The long and short of it is, I didn’t shut the door on that iron maiden I had constructed in my mind with myself inside. I wouldn’t be here today typing this if I had, I would be very, very dead. I did end up in a mental hospital however. It was so damn hard. I stared at a blank wall for 1.5 days hardly talking to anyone. I thought ‘What can they do? I have perfectly valid reasons for feeling the way I do. I’m not crazy.’ The problem was that on a certain level I knew all along that my constructed world view was a straw man. It was in effect, a twisted set of ‘coping mechanisms’ since I had lost almost all my real coping mechanisms 3 years previous (thats a whole other subject though.) It wasn’t until a social worker who really really understood me pointed this out that I admitted that I really knew what I was doing to myself all along. I learned a lot while I was in there… A lot, including what I needed to know to get on with my life.
So now I’m on a new set of medications and things are, well normal. I was very very worried that I would feel ‘doped up’ and ‘zombified’, I was having trouble coping with how my thoughts were being affected. After talking to some people I came to realize that what I was feeling was normal and I wasnt used to that. All the noise in my head quieted down, or ‘the flooding’ stopped as they say. It was also found out that I have hypothyroidism, which makes you exhausted all the time and can amplify the conditions of someone suffering from mental illness. This runs in my family, should have gotten it checked out before. Thankfully medication can correct it.
I feel like that not only have the last 3 years, but maybe even the last 6 years of my life have been a hazey dream that I am just waking up from. I can now clearly see behavior patterns and things I did that were were well and truly signs of mental illness. It was hard but I accept that now, and thats the first step to managing it. My life has been given back to me,I really don’t remember feeling like this ever in my life.
So why am I telling this to a bunch of strangers on the internet?
First of all, because I feel like I should explain to certain people why I have treated them the way I did. I think I will always be the type of person that teases someone to get a rise out of them, but many times I have just been plain mean and disturbed the peace in #blenderchat simply for entertainment.
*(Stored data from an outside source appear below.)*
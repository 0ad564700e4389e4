//! Domain events and their fan-out.
//!
//! Services raise a `DomainEvent` after the state change is persisted.
//! `dispatch` derives the recipient set from the store as it is at that
//! moment and enqueues one `Job` per recipient. Delivery happens elsewhere
//! (see `delivery`); nothing here retries.

use std::collections::VecDeque;

use serde_json::{Value, json};
use tracing::{debug, warn};

use crate::models::{
    CommentId, ProjectId, TaskId, UserId,
    comment::Commentable,
    notification::NotificationKind,
    store::{CommentableRef, Store},
};

#[derive(Debug, Clone, Copy, PartialEq, Eq)]
pub enum DomainEvent {
    TaskAssigned {
        task_id: TaskId,
        assignee_id: UserId,
        assigner_id: UserId,
    },
    TaskCompleted {
        task_id: TaskId,
        completer_id: UserId,
    },
    CommentCreated {
        comment_id: CommentId,
    },
    ProjectCompleted {
        project_id: ProjectId,
        completer_id: UserId,
    },
}

/// An email handed to the mailer.
#[derive(Debug, Clone, PartialEq, Eq)]
pub struct MailMessage {
    pub to: String,
    pub subject: String,
    pub body: String,
}

/// One unit of deferred delivery: a stored notification for `recipient_id`
/// and, for some events, an email.
#[derive(Debug, Clone, PartialEq)]
pub struct Job {
    pub recipient_id: UserId,
    pub kind: NotificationKind,
    pub data: Value,
    pub mail: Option<MailMessage>,
}

/// Work queue boundary between the core and delivery.
pub trait JobQueue {
    fn push(&mut self, job: Job);
    fn pop(&mut self) -> Option<Job>;
    fn len(&self) -> usize;

    fn is_empty(&self) -> bool {
        self.len() == 0
    }
}

#[derive(Debug, Default)]
pub struct MemoryQueue {
    jobs: VecDeque<Job>,
}

impl MemoryQueue {
    pub fn new() -> Self {
        Self::default()
    }

    #[cfg(test)]
    pub fn jobs(&self) -> impl Iterator<Item = &Job> {
        self.jobs.iter()
    }
}

impl JobQueue for MemoryQueue {
    fn push(&mut self, job: Job) {
        self.jobs.push_back(job);
    }

    fn pop(&mut self) -> Option<Job> {
        self.jobs.pop_front()
    }

    fn len(&self) -> usize {
        self.jobs.len()
    }
}

/// Candidates in first-seen order, without duplicates and without `excluded`.
fn distinct<I>(candidates: I, excluded: &[Option<UserId>]) -> Vec<UserId>
where
    I: IntoIterator<Item = UserId>,
{
    let mut out: Vec<UserId> = Vec::new();
    for id in candidates {
        if !excluded.contains(&Some(id)) && !out.contains(&id) {
            out.push(id);
        }
    }
    out
}

fn user_name(store: &Store, id: UserId) -> String {
    store
        .get_user(id)
        .map(|u| u.name.clone())
        .unwrap_or_else(|| String::from("Unknown User"))
}

impl DomainEvent {
    pub fn name(&self) -> &'static str {
        match self {
            DomainEvent::TaskAssigned { .. } => "TaskAssigned",
            DomainEvent::TaskCompleted { .. } => "TaskCompleted",
            DomainEvent::CommentCreated { .. } => "CommentCreated",
            DomainEvent::ProjectCompleted { .. } => "ProjectCompleted",
        }
    }

    /// Who hears about the event. Empty when the subject no longer exists.
    pub fn recipients(&self, store: &Store) -> Vec<UserId> {
        match *self {
            DomainEvent::TaskAssigned { assignee_id, .. } => vec![assignee_id],

            DomainEvent::TaskCompleted {
                task_id,
                completer_id,
            } => {
                let Some(task) = store.get_task(task_id) else {
                    return vec![];
                };
                let Some(project) = store.get_project(task.project_id) else {
                    return vec![];
                };
                let managers = store.project_managers(project.id).map(|m| m.user_id);
                let candidates = std::iter::once(project.created_by_user_id)
                    .chain(managers)
                    .chain(store.project_team_owner(project));
                distinct(candidates, &[Some(completer_id), task.assigned_to_user_id])
            }

            DomainEvent::CommentCreated { comment_id } => {
                let Some(comment) = store.get_comment(comment_id) else {
                    return vec![];
                };
                let (related, project_id) = match store.resolve_commentable(comment.commentable) {
                    Some(CommentableRef::Project(p)) => (Some(p.created_by_user_id), p.id),
                    Some(CommentableRef::Task(t)) => (t.assigned_to_user_id, t.project_id),
                    None => return vec![],
                };
                let members = store.project_members(project_id).map(|m| m.user_id);
                distinct(related.into_iter().chain(members), &[Some(comment.user_id)])
            }

            DomainEvent::ProjectCompleted {
                project_id,
                completer_id,
            } => {
                let Some(project) = store.get_project(project_id) else {
                    return vec![];
                };
                let members = store.project_members(project.id).map(|m| m.user_id);
                let candidates = std::iter::once(project.created_by_user_id)
                    .chain(members)
                    .chain(store.project_team_owner(project));
                distinct(candidates, &[Some(completer_id)])
            }
        }
    }

    /// Notification kind, payload and optional email for one recipient.
    fn render(&self, store: &Store, recipient_id: UserId) -> Option<Job> {
        let recipient = store.get_user(recipient_id)?;
        let job = match *self {
            DomainEvent::TaskAssigned {
                task_id,
                assigner_id,
                ..
            } => {
                let task = store.get_task(task_id)?;
                let project_name = store
                    .get_project(task.project_id)
                    .map(|p| p.name.clone())
                    .unwrap_or_else(|| String::from("N/A"));
                let assigner = user_name(store, assigner_id);
                Job {
                    recipient_id,
                    kind: NotificationKind::TaskAssigned,
                    data: json!({
                        "task_id": task.id,
                        "task_name": task.name,
                        "project_id": task.project_id,
                        "project_name": project_name,
                        "assigned_by": assigner,
                        "message": format!("You have been assigned to task '{}' by {}.", task.name, assigner),
                    }),
                    mail: Some(MailMessage {
                        to: recipient.email.clone(),
                        subject: format!("New Task Assigned: {}", task.name),
                        body: format!(
                            "Hello {},\n\n{} assigned you the task '{}' in project '{}'.",
                            recipient.name, assigner, task.name, project_name
                        ),
                    }),
                }
            }

            DomainEvent::TaskCompleted {
                task_id,
                completer_id,
            } => {
                let task = store.get_task(task_id)?;
                let project_name = store
                    .get_project(task.project_id)
                    .map(|p| p.name.clone())
                    .unwrap_or_else(|| String::from("N/A"));
                let completer = user_name(store, completer_id);
                Job {
                    recipient_id,
                    kind: NotificationKind::TaskCompleted,
                    data: json!({
                        "task_id": task.id,
                        "task_name": task.name,
                        "project_id": task.project_id,
                        "project_name": project_name,
                        "completed_by": completer,
                        "message": format!("Task '{}' has been completed by {}.", task.name, completer),
                    }),
                    mail: None,
                }
            }

            DomainEvent::CommentCreated { comment_id } => {
                let comment = store.get_comment(comment_id)?;
                let on = store.resolve_commentable(comment.commentable)?;
                let commenter = user_name(store, comment.user_id);
                let label = match comment.commentable {
                    Commentable::Project(_) => "Project",
                    Commentable::Task(_) => "Task",
                };
                Job {
                    recipient_id,
                    kind: NotificationKind::NewComment,
                    data: json!({
                        "comment_id": comment.id,
                        "commenter_id": comment.user_id,
                        "commenter_name": commenter,
                        "commentable_type": comment.commentable.kind(),
                        "commentable_id": comment.commentable.id(),
                        "commentable_name": on.name(),
                        "message": format!(
                            "New comment from {} on {}: {}",
                            commenter,
                            comment.commentable.kind(),
                            on.name()
                        ),
                    }),
                    mail: Some(MailMessage {
                        to: recipient.email.clone(),
                        subject: format!("New Comment on {}: {}", label, on.name()),
                        body: format!(
                            "Hello {},\n\n{} commented on {} '{}':\n\n{}",
                            recipient.name,
                            commenter,
                            comment.commentable.kind(),
                            on.name(),
                            comment.content
                        ),
                    }),
                }
            }

            DomainEvent::ProjectCompleted {
                project_id,
                completer_id,
            } => {
                let project = store.get_project(project_id)?;
                let completer = user_name(store, completer_id);
                Job {
                    recipient_id,
                    kind: NotificationKind::ProjectCompleted,
                    data: json!({
                        "project_id": project.id,
                        "project_name": project.name,
                        "completed_by": completer,
                        "message": format!("Project '{}' has been completed by {}.", project.name, completer),
                    }),
                    mail: None,
                }
            }
        };
        Some(job)
    }
}

/// Enqueues one job per derived recipient and returns how many were queued.
pub fn dispatch(queue: &mut dyn JobQueue, store: &Store, event: &DomainEvent) -> usize {
    let recipients = event.recipients(store);
    if recipients.is_empty() {
        warn!(event = event.name(), "no recipients for event");
        return 0;
    }

    let mut queued = 0;
    for recipient_id in recipients {
        match event.render(store, recipient_id) {
            Some(job) => {
                queue.push(job);
                queued += 1;
            }
            None => warn!(event = event.name(), recipient_id, "skipping unknown recipient"),
        }
    }
    debug!(event = event.name(), queued, "event dispatched");
    queued
}
use std::{
    fs,
    io::Write,
    path::{Path, PathBuf},
    process, thread,
    time::Duration,
};

use clap::{Parser, Subcommand};
use colored::*;
use jiff::civil::Date;
use serde::Serialize;
use thiserror::Error;
use tracing::{debug, error, info};
use tracing_subscriber::{EnvFilter, fmt, prelude::*};
use uuid::Uuid;

use crate::{
    blobs::LocalDisk,
    cache::MemoryCache,
    config::{ConfigError, Settings},
    delivery::{LogMailer, StoreSink},
    events::{JobQueue, MemoryQueue},
    models::{
        InvalidChoice, ProjectId, TaskId, TeamId, UserId,
        attachment::Attachable,
        comment::Commentable,
        project::{ProjectRole, ProjectStatus},
        store::Store,
        task::{TaskPriority, TaskStatus},
        team::TeamRole,
        user::{GlobalRole, User, UserSummary},
    },
    sanitize::MarkupSanitizer,
    services::{
        Context, ErrorKind, GENERIC_FAILURE, ServiceError, attachments, auth, comments,
        notifications, projects, tasks, teams,
    },
    storage::{Storage, StorageError, json::JsonFileStorage},
};

mod blobs;
mod cache;
mod config;
mod delivery;
mod events;
mod models;
mod policy;
mod sanitize;
mod services;
mod storage;
mod ui;

const SWEEP_INTERVAL: Duration = Duration::from_secs(24 * 60 * 60);

#[derive(Parser)]
#[command(
    name = "taskhub",
    about = "Teams, projects and tasks with roles, comments, files and notifications"
)]
struct Cli {
    /// Config file (defaults to <config dir>/taskhub/config.toml)
    #[arg(long, global = true)]
    config: Option<PathBuf>,

    /// Where the store, session and files live
    #[arg(long, global = true, env = "TASKHUB_DATA_DIR")]
    data_dir: Option<PathBuf>,

    /// Access token (defaults to the one saved by `login`)
    #[arg(long, global = true, env = "TASKHUB_TOKEN", hide_env_values = true)]
    token: Option<String>,

    /// Print results as JSON
    #[arg(long, global = true)]
    json: bool,

    /// Debug logging on stderr
    #[arg(short, long, global = true)]
    verbose: bool,

    #[command(subcommand)]
    command: Commands,
}

#[derive(Subcommand)]
enum Commands {
    /// Log in and save the access token
    Login {
        email: String,
        #[arg(long, env = "TASKHUB_PASSWORD", hide_env_values = true)]
        password: String,
    },

    /// Show the logged in user
    Whoami,

    /// Revoke the current access token
    Logout,

    /// Create an administrator account
    CreateAdmin {
        name: String,
        email: String,
        #[arg(long, env = "TASKHUB_PASSWORD", hide_env_values = true)]
        password: String,
    },

    /// Manage users
    #[command(subcommand)]
    User(UserCommands),

    /// Manage teams
    #[command(subcommand)]
    Team(TeamCommands),

    /// Manage projects
    #[command(subcommand)]
    Project(ProjectCommands),

    /// Manage tasks
    #[command(subcommand)]
    Task(TaskCommands),

    /// Manage comments on projects and tasks
    #[command(subcommand)]
    Comment(CommentCommands),

    /// Manage files attached to projects, tasks and comments
    #[command(subcommand)]
    Attachment(AttachmentCommands),

    /// Read and manage your notifications
    #[command(subcommand)]
    Notification(NotificationCommands),

    /// Mark past-due tasks overdue
    SweepOverdue {
        /// Keep running and sweep again every 24 hours
        #[arg(long)]
        daemon: bool,
    },
}

#[derive(Debug, Subcommand)]
enum UserCommands {
    /// Create a user (administrators only)
    Create {
        name: String,
        email: String,
        #[arg(long, env = "TASKHUB_NEW_PASSWORD", hide_env_values = true)]
        password: String,
        /// admin, project_manager or member
        #[arg(long, default_value = "member")]
        role: String,
    },
}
I also would also drag the whole channel into these dysfunctional talks about life, the unverse, and everything in order to fufill my twisted agenda of proving that life ‘No Good TM’. During these conversations I could get really nasty. For all of this I apologize. I am not trotting out the whole mental illness story to excuse my behavior, we are all responsible for our actions. I merely offer it as an explanation.
Secondly I want to say ‘Thank You’ to every last person I did drag into those conversations for giving a damn about someone half a world away that you only knew about by what they typed. Some individuals spent hours trying to ‘talk me down’ and even though I didn’t listen to them one bit at the time, I will now always remember that they took the time, and that makes me feel good about my fellow man. Thanks for caring.